The volunteers here are always planning weekend trips because Accra is not a city you really want to spend a weekend in. It is not a place to relax, nor a place of beauty. There are interesting places to visit, but nothing is that compelling. This weekend we stayed at a beach "resort" in Ada Foah. Look it up on google maps. This town is built on a sandbar where the Volta River meets the ocean. It has historical import as the site of one the earliest colonial forts (Dutch), as well as up the river, to protect the trade route into the heartland of Ghana. We did not see any forts,but I'm told that Foah means fort.

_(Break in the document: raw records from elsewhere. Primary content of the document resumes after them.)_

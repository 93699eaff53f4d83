//! # Address Space (x86, self-mapped page directory)
//!
//! Strongly-typed helpers to inspect and extend the **active** address space.
//! Every table is reached through the [`self_map`](crate::self_map) window,
//! so no physical-to-virtual translation is required.
//!
//! ## Highlights
//!
//! - `AddressSpace::map_one` to install one 4 KiB mapping, creating the page
//!   table on demand.
//! - `AddressSpace::directory_entry` / `AddressSpace::table_entry` to read the
//!   raw entries governing an address.
//! - `AddressSpace::translate` to resolve a VA to a PA.
//!
//! ## Design
//!
//! - Non-leaf links are created with caller-provided **non-leaf flags**; leaf
//!   flags come from the mapping call.
//! - A freshly allocated page table is cleared through the window right after
//!   its directory entry is installed, before any entry in it is written.
//! - Directory entries are never removed and leaves are only ever created on
//!   not-present slots, so no TLB maintenance is required here.

use crate::addresses::{PhysicalAddress, PhysicalPage, VirtualAddress, VirtualPage};
use crate::page_table::pd::{PageDirectory, PdEntry, PdIndex};
use crate::page_table::pt::{PageTable, PtEntry, PtIndex};
use crate::{FrameAlloc, Mmu, PageEntryBits, self_map};
use log::debug;

/// Failure to install a mapping.
#[derive(Debug, Copy, Clone, Eq, PartialEq, thiserror::Error)]
pub enum MapError {
    /// No frame could be obtained for the page table covering this address.
    #[error("out of memory: no frame for the page table covering {0}")]
    OutOfMemory(VirtualAddress),
}

/// Handle to the currently active address space.
pub struct AddressSpace<'m, M: Mmu> {
    mmu: &'m M,
}

impl<'m, M: Mmu> AddressSpace<'m, M> {
    /// View the active address space through `mmu`.
    ///
    /// The active directory is expected to carry the self-map entry.
    #[inline]
    pub const fn new(mmu: &'m M) -> Self {
        Self { mmu }
    }

    #[inline]
    pub const fn mmu(&self) -> &'m M {
        self.mmu
    }

    /// Borrow the page directory through the window.
    #[inline]
    fn directory_mut(&self, va: VirtualAddress) -> &mut PageDirectory {
        // SAFETY: the self-map keeps the directory mapped writable at this page.
        unsafe { self.mmu.page_mut(self_map::directory_page(va)) }
    }

    /// Borrow the page table covering `va` through the window.
    ///
    /// The governing directory entry must be present.
    #[inline]
    fn table_mut(&self, va: VirtualAddress) -> &mut PageTable {
        // SAFETY: with the directory entry present, the window page maps the table.
        unsafe { self.mmu.page_mut(self_map::table_page(va)) }
    }

    /// Copy of the directory entry that governs `va`.
    #[must_use]
    pub fn directory_entry(&self, va: VirtualAddress) -> PdEntry {
        self.directory_mut(va).get(PdIndex::from(va))
    }

    /// Copy of the page-table entry that maps `va`.
    ///
    /// Returns `None` if the directory entry is absent: there is no table to
    /// look into and touching its window would fault.
    #[must_use]
    pub fn table_entry(&self, va: VirtualAddress) -> Option<PtEntry> {
        if !self.directory_entry(va).is_present() {
            return None;
        }
        Some(self.table_mut(va).get(PtIndex::from(va)))
    }

    /// Map **one** 4 KiB page at `page → frame` with `leaf_flags`.
    ///
    /// If no page table covers `page` yet, one frame is taken from `alloc`,
    /// linked with `nonleaf_flags` and zeroed.
    ///
    /// # Errors
    /// - [`MapError::OutOfMemory`] if a page table is needed and `alloc` is
    ///   exhausted. Nothing is modified in that case.
    ///
    /// # Panics
    /// - If `page` is already mapped. Remapping is a logic error.
    pub fn map_one<A: FrameAlloc>(
        &self,
        alloc: &mut A,
        page: VirtualPage,
        frame: PhysicalPage,
        nonleaf_flags: PageEntryBits,
        leaf_flags: PageEntryBits,
    ) -> Result<(), MapError> {
        let va = page.base();
        let pdi = PdIndex::from(va);

        if !self.directory_entry(va).is_present() {
            let table = alloc.alloc_4k().ok_or(MapError::OutOfMemory(va))?;
            self.directory_mut(va)
                .set(pdi, PdEntry::make_table(table, nonleaf_flags));
            self.table_mut(va).zero();
            debug!(
                "Created page table {table} for directory slot {} ({})",
                pdi.as_usize(),
                self_map::pde_address(va)
            );
        }

        let pti = PtIndex::from(va);
        let pt = self.table_mut(va);
        let existing = pt.get(pti);
        assert!(
            !existing.is_present(),
            "page {page} is already mapped (entry {:#010x})",
            existing.raw()
        );
        pt.set(pti, PtEntry::make_4k(frame, leaf_flags));
        Ok(())
    }

    /// Translate a `VirtualAddress` to `PhysicalAddress` if mapped.
    #[must_use]
    pub fn translate(&self, va: VirtualAddress) -> Option<PhysicalAddress> {
        let (frame, _) = self.table_entry(va)?.page_4k()?;
        Some(frame.join(va.offset()))
    }
}
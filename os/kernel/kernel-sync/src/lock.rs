//! Reentrant sleeping lock.
//!
//! A binary [`Semaphore`] plus the owning thread and a recursion counter.
//! The holder may acquire again without blocking; it must release as many
//! times as it acquired before anyone else gets the lock.

use crate::irq::Interrupts;
use crate::sched::Scheduler;
use crate::semaphore::Semaphore;
use core::cell::UnsafeCell;
use core::fmt;

struct Owner<T> {
    holder: Option<T>,
    recursion: u32,
}

/// A lock held by threads of type `T`.
pub struct Lock<T> {
    owner: UnsafeCell<Owner<T>>,
    semaphore: Semaphore<T>,
}

// Safety: `owner` is only written by the thread holding `semaphore`.
unsafe impl<T: Send> Sync for Lock<T> {}

impl<T> Default for Lock<T> {
    fn default() -> Self {
        Self::new()
    }
}

impl<T> Lock<T> {
    #[must_use]
    pub const fn new() -> Self {
        Self {
            owner: UnsafeCell::new(Owner {
                holder: None,
                recursion: 0,
            }),
            semaphore: Semaphore::new(1),
        }
    }

    fn with_owner<R>(&self, f: impl FnOnce(&mut Owner<T>) -> R) -> R {
        // SAFETY: no reference escapes `f`; see the `Sync` impl.
        f(unsafe { &mut *self.owner.get() })
    }

    /// Times the holder has acquired the lock without releasing it.
    #[must_use]
    pub fn recursion(&self) -> u32 {
        self.with_owner(|o| o.recursion)
    }

    #[must_use]
    pub fn is_held(&self) -> bool {
        self.with_owner(|o| o.holder.is_some())
    }

    /// The underlying binary semaphore.
    #[must_use]
    pub const fn semaphore(&self) -> &Semaphore<T> {
        &self.semaphore
    }
}

impl<T: Copy + Eq + fmt::Debug> Lock<T> {
    #[must_use]
    pub fn holder(&self) -> Option<T> {
        self.with_owner(|o| o.holder)
    }

    /// Acquire the lock, blocking while another thread holds it.
    pub fn acquire<K>(&self, k: &K)
    where
        K: Scheduler<Thread = T> + Interrupts,
    {
        let current = k.running_thread();
        if self.holder() == Some(current) {
            self.with_owner(|o| o.recursion += 1);
            return;
        }

        self.semaphore.down(k);
        self.with_owner(|o| {
            assert_eq!(o.recursion, 0, "fresh lock acquisition with stale recursion");
            o.holder = Some(current);
            o.recursion = 1;
        });
    }

    /// Release one level of the lock.
    ///
    /// # Panics
    /// If the running thread does not hold the lock.
    pub fn release<K>(&self, k: &K)
    where
        K: Scheduler<Thread = T> + Interrupts,
    {
        let current = k.running_thread();
        let still_held = self.with_owner(|o| {
            assert_eq!(
                o.holder,
                Some(current),
                "lock released by {current:?}, which does not hold it"
            );
            if o.recursion > 1 {
                o.recursion -= 1;
                return true;
            }
            assert_eq!(o.recursion, 1);
            o.holder = None;
            o.recursion = 0;
            false
        });

        // The holder is already cleared when a waiter wakes up.
        if !still_held {
            self.semaphore.up(k);
        }
    }
}
use crate::{MemoryPage, PhysicalAddress};
use core::fmt;

/// Physical memory frame base.
///
/// A `PhysicalPage` represents the **page-aligned base** of a 4 KiB physical
/// frame. It is a thin wrapper over [`MemoryPage`] with physical-address
/// intent.
#[repr(transparent)]
#[derive(Copy, Clone, Eq, PartialEq, Ord, PartialOrd, Hash)]
pub struct PhysicalPage(pub(crate) MemoryPage);

impl PhysicalPage {
    #[inline]
    #[must_use]
    pub const fn from_page(p: MemoryPage) -> Self {
        Self(p)
    }

    /// Frame that contains `addr` (aligns down to page boundary).
    #[inline]
    #[must_use]
    pub const fn containing_address(addr: PhysicalAddress) -> Self {
        Self(MemoryPage::from_addr(addr.0))
    }

    /// Frame starting at the page-aligned `addr` (debug-asserted).
    #[inline]
    #[must_use]
    pub const fn from_addr(addr: PhysicalAddress) -> Self {
        Self(MemoryPage::new_aligned(addr.0))
    }

    #[inline]
    #[must_use]
    pub const fn base(self) -> PhysicalAddress {
        PhysicalAddress(self.0.base())
    }

    #[inline]
    #[must_use]
    pub const fn number(self) -> u32 {
        self.0.number()
    }

    #[inline]
    #[must_use]
    pub const fn join(self, offset: u32) -> PhysicalAddress {
        PhysicalAddress(self.0.join(offset))
    }
}

impl fmt::Display for PhysicalPage {
    fn fmt(&self, f: &mut fmt::Formatter<'_>) -> fmt::Result {
        fmt::Display::fmt(&self.0, f)
    }
}

impl fmt::Debug for PhysicalPage {
    fn fmt(&self, f: &mut fmt::Formatter<'_>) -> fmt::Result {
        write!(f, "PhysicalPage(0x{:08X})", self.0.base().as_u32())
    }
}

impl TryFrom<PhysicalAddress> for PhysicalPage {
    type Error = ();

    #[inline]
    fn try_from(pa: PhysicalAddress) -> Result<Self, ()> {
        if pa.is_page_aligned() {
            Ok(pa.page())
        } else {
            Err(())
        }
    }
}

impl From<MemoryPage> for PhysicalPage {
    #[inline]
    fn from(p: MemoryPage) -> Self {
        Self(p)
    }
}
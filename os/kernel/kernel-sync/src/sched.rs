//! # Scheduler seam
//!
//! The semaphore only needs three things from the scheduler: who is running,
//! a way to suspend that thread, and a way to make another one runnable.

use core::fmt;

/// Why a thread is suspended, as reported to [`Scheduler::block`].
#[derive(Debug, Copy, Clone, Eq, PartialEq)]
pub enum ThreadStatus {
    /// Waiting on a semaphore; only an `up` makes it ready again.
    Blocked,
}

/// The uniprocessor scheduler as seen by blocking primitives.
///
/// All three operations are called with interrupts disabled.
pub trait Scheduler {
    /// Opaque thread reference, compared by identity.
    type Thread: Copy + Eq + fmt::Debug;

    /// The thread executing this call.
    fn running_thread(&self) -> Self::Thread;

    /// Suspend the running thread with status `reason` and switch away.
    ///
    /// Returns once another thread has passed it to [`unblock`](Self::unblock)
    /// and the scheduler picked it again.
    fn block(&self, reason: ThreadStatus);

    /// Make a blocked `thread` ready. Does not switch to it.
    fn unblock(&self, thread: Self::Thread);
}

The place we stayed is close to the tip of the sandbar beyond the roads, so that you need to take a ferry in one the local boats that look like an extra long dory and are designed and used for fishing. The resort is rather primitive. It is a non-profit project created by a one man to provide jobs for the locals. The town of Ada Foah is poor and as you head out on the sandbar it gets poorer, with a small break for a line of homes that include one owned by the president of Ghana, then after a concrete wall, it gets extremely poor, small one-room homes, with walls made of woven palm fronds and thatch roofs that sit on the narrow sand bar. After that, there is the "resort". The difference between the president's home and everything around it is glaring. It's hard to fathom how locals view the nice homes and, even more so, vice versa.

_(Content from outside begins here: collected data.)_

//! # Page Table (PT)
//!
//! - [`PtIndex`]: index type for VA bits `[21:12]`.
//! - [`PtEntry`]: a PT entry (PTE); every present entry maps one 4 KiB page.
//! - [`PageTable`]: a 4 KiB-aligned array of 1024 PTEs.
//!
//! The base address stored in a PTE must be 4 KiB-aligned (hardware
//! requirement). After modifying active mappings, the caller must perform
//! any required TLB maintenance.

use crate::PageEntryBits;
use crate::addresses::{PhysicalPage, VirtualAddress};
use crate::page_table::ENTRIES;

/// Index into the Page Table (derived from VA bits `[21:12]`).
#[repr(transparent)]
#[derive(Copy, Clone, Debug, Eq, PartialEq, Ord, PartialOrd, Hash)]
pub struct PtIndex(u16);

/// A single Page Table entry (PTE).
#[doc(alias = "PTE")]
#[repr(transparent)]
#[derive(Copy, Clone, Debug, Eq, PartialEq)]
pub struct PtEntry(PageEntryBits);

/// The Page Table: 1024 entries, 4 KiB-aligned.
#[doc(alias = "PT")]
#[repr(C, align(4096))]
pub struct PageTable {
    entries: [PtEntry; ENTRIES],
}

impl PtIndex {
    /// Build an index from a virtual address (extracts bits `[21:12]`).
    #[inline]
    #[must_use]
    pub const fn from(va: VirtualAddress) -> Self {
        Self(((va.as_u32() >> 12) & 0x3FF) as u16)
    }

    /// Construct from a raw `u16`.
    ///
    /// ### Debug assertions
    /// - Asserts `v < 1024` in debug builds.
    #[inline]
    #[must_use]
    pub const fn new(v: u16) -> Self {
        debug_assert!((v as usize) < ENTRIES);
        Self(v)
    }

    #[inline]
    #[must_use]
    pub const fn as_usize(self) -> usize {
        self.0 as usize
    }
}

impl PtEntry {
    /// Create a zero (non-present) entry.
    #[inline]
    #[must_use]
    pub const fn zero() -> Self {
        Self(PageEntryBits::new())
    }

    #[inline]
    #[must_use]
    pub const fn is_present(self) -> bool {
        self.0.present()
    }

    #[inline]
    #[must_use]
    pub const fn flags(self) -> PageEntryBits {
        self.0
    }

    /// If present, return the mapped physical frame and its flags.
    #[inline]
    #[must_use]
    pub const fn page_4k(self) -> Option<(PhysicalPage, PageEntryBits)> {
        if self.is_present() {
            Some((self.0.physical_page(), self.0))
        } else {
            None
        }
    }

    /// Create a 4 KiB leaf PTE.
    ///
    /// Sets `present=1`, clears `PAT`, and writes the frame base address.
    #[inline]
    #[must_use]
    pub const fn make_4k(page: PhysicalPage, mut flags: PageEntryBits) -> Self {
        flags.set_large_page(false);
        flags.set_present(true);
        flags.set_physical_address(page.base());
        Self(flags)
    }

    #[inline]
    #[must_use]
    pub const fn raw(self) -> u32 {
        self.0.into_bits()
    }

    /// Construct from a raw 32-bit value. No validation is performed.
    #[inline]
    #[must_use]
    pub const fn from_raw(v: u32) -> Self {
        Self(PageEntryBits::from_bits(v))
    }
}

impl PageTable {
    /// Create a fully zeroed Page Table (all entries non-present).
    #[inline]
    #[must_use]
    pub const fn zeroed() -> Self {
        Self {
            entries: [PtEntry::zero(); ENTRIES],
        }
    }

    /// Clear every entry.
    #[inline]
    pub fn zero(&mut self) {
        self.entries.fill(PtEntry::zero());
    }

    #[inline]
    #[must_use]
    pub const fn get(&self, i: PtIndex) -> PtEntry {
        self.entries[i.as_usize()]
    }

    #[inline]
    pub const fn set(&mut self, i: PtIndex, e: PtEntry) {
        self.entries[i.as_usize()] = e;
    }
}
//! Physical frame pools.
//!
//! A pool slices a physically contiguous region into 4 KiB frames and tracks
//! them with a [`Bitmap`]. The kernel runs two of them, "kernel" and "user",
//! over disjoint ranges. Frames are never returned.

use crate::bitmap::Bitmap;
use core::fmt;
use kernel_memory_addresses::{PAGE_SIZE, PhysicalAddress, PhysicalPage};
use kernel_vmem::FrameAlloc;
use log::{trace, warn};

/// A named physical region handing out single frames, lowest address first.
pub struct FramePool<'a> {
    name: &'static str,
    base: PhysicalAddress,
    size: u32,
    bitmap: Bitmap<'a>,
}

impl<'a> FramePool<'a> {
    /// Create a pool over `[base, base + size)`; `bitmap` is cleared.
    ///
    /// The bitmap may cover fewer frames than `size` holds. Frames past its
    /// capacity are never handed out.
    pub fn new(
        name: &'static str,
        base: PhysicalAddress,
        size: u32,
        mut bitmap: Bitmap<'a>,
    ) -> Self {
        debug_assert!(base.is_page_aligned());
        debug_assert!(bitmap.len() <= (size / PAGE_SIZE) as usize);
        bitmap.init();
        Self {
            name,
            base,
            size,
            bitmap,
        }
    }

    #[inline]
    #[must_use]
    pub const fn name(&self) -> &'static str {
        self.name
    }

    #[inline]
    #[must_use]
    pub const fn base(&self) -> PhysicalAddress {
        self.base
    }

    /// Region size in bytes.
    #[inline]
    #[must_use]
    pub const fn size(&self) -> u32 {
        self.size
    }

    /// Number of frames tracked by the bitmap.
    #[inline]
    #[must_use]
    pub const fn capacity(&self) -> usize {
        self.bitmap.len()
    }

    /// Number of frames handed out so far.
    #[inline]
    #[must_use]
    pub fn allocated(&self) -> usize {
        self.bitmap.count_set()
    }

    #[inline]
    #[must_use]
    pub const fn bitmap(&self) -> &Bitmap<'a> {
        &self.bitmap
    }

    /// Whether `pa` lies inside this pool's region.
    #[inline]
    #[must_use]
    pub const fn contains(&self, pa: PhysicalAddress) -> bool {
        let pa = pa.as_u32();
        pa >= self.base.as_u32() && pa - self.base.as_u32() < self.size
    }

    /// Take the lowest free frame.
    pub fn allocate_frame(&mut self) -> Option<PhysicalPage> {
        let Some(index) = self.bitmap.scan(1) else {
            warn!("{} pool exhausted ({} frames)", self.name, self.capacity());
            return None;
        };
        self.bitmap.set(index, 1, true);

        #[allow(clippy::cast_possible_truncation)]
        let frame = PhysicalPage::from_addr(self.base + index as u32 * PAGE_SIZE);
        trace!("{} pool: allocated frame {frame}", self.name);
        Some(frame)
    }
}

impl FrameAlloc for FramePool<'_> {
    #[inline]
    fn alloc_4k(&mut self) -> Option<PhysicalPage> {
        self.allocate_frame()
    }
}

impl fmt::Display for FramePool<'_> {
    fn fmt(&self, f: &mut fmt::Formatter<'_>) -> fmt::Result {
        write!(
            f,
            "{} pool {}..{} ({}/{} frames)",
            self.name,
            self.base,
            PhysicalAddress::new(self.base.as_u32() + self.size),
            self.allocated(),
            self.capacity()
        )
    }
}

The resort has huts and buildings just like the local village, all made of woven walls and thatch roofs. The sand bar is very narrow. One side faces a lagoon with islands in the distance sitting in the mouth of the Volta River. The other side is the ocean with rolling waves. Below are pictures of the "resort:.
This will give you an idea of how the place looks. It is not very big. I don't think it can hold more than one hundred people if full. A few huts have multiple beds, up to 8. I stayed in the 2nd hut from the right in the top photo. It had a double bed sitting on the sand floor with a mosquito net (saw no evidence of mosquitos), one window facing the ocean and a table to put things on. The cost for 2 nights was 40 cedis or about $16.00. Everyone shared a bathroom much like a cement outhouse with 4 stalls, a barrel of water with buckets to flush the toilets and 2 cement stalls, like changing rooms, to clean yourself with bottled water purchased at the food counter.
Above you will see a view of the ocean side and two views of the lagoon side. The only plant life this far out on the sand bar is palm trees and you can see them everywhere and on the islands in the lagoon. It should all be idyllic but there is one big problem. Garbage and pollution. We could not swim in the lagoon because it is infested with parasites and it carries a lot of waste from the communities upstream. And the grounds suffer from a problem I find everywhere. There is no place to throw trash so it ends up everywhere. On Saturday, ferries arrived with large groups of day trippers, who I believe are church groups. I started talking to one woman who saw me in the Accra and I ended up playing scrabble with a group of her friends. They do not go in the water because they are scare, since they do not swim. In fact we saw locals in the water, but never above knee deep. When my group were romping in the waves, a small group watched us and a couple of men came to me to say I was a very strong swimmer.
Lots of people eating and playing and no trash bins. Then, when swimming in the ocean, trash floats by, mostly plastic and the high tide line is marked by seaweed and trash. To top it all off, as you walk toward the village you get a waft of sewage. The beach is their bathroom. Fortunately, there is a series of breaks in the beach with a line of rocks heading into the ocean to help prevent erosion. The "resort" starts after one of these rock breaks, but we are downwind enough that you want to avoid getting close to the break. I saw that just before day break, two women go through the resort sweeping the sand and picking up trash, but it is no way thorough enough and you can find everything in the sand. Sandals are always worn.
When in the water you can feel a strong current going perpendicular to the sandbar, in a direction that would continue to extend the sandbar but take sand off the beaches. I learned that there is a ship on the coast that is dredging sand for the sandbar paid for by the government. Already there is small man-made dune that runs parallel to the shoreline about a mile long that protects the village and resort from storms. I took a walk along the dune past the village and saw some men mending a net. Then I kept walking and the net seemed to be never ending. Here is a picture. You can see some village huts next to the dune and one made of cement and painted yellow.
On Saturday night, the entertainment was African drumming with dancers and then the beach because an open dance floor disco with gargantuan speakers and a bonfire. Dancing outside on the beach was fun, but it is harder than being on a regular floor because you feet cannot get a grip.
Sunday was nice and calm with no day trippers. We left in the afternoon and I took pictures from the ferry.
Please enlarge the bottom two pictures and you will get an idea of what the village was like. The colorful painted boats are for fishing.
In fact, all my blog pictures should be enlarged as there are so many details to look at.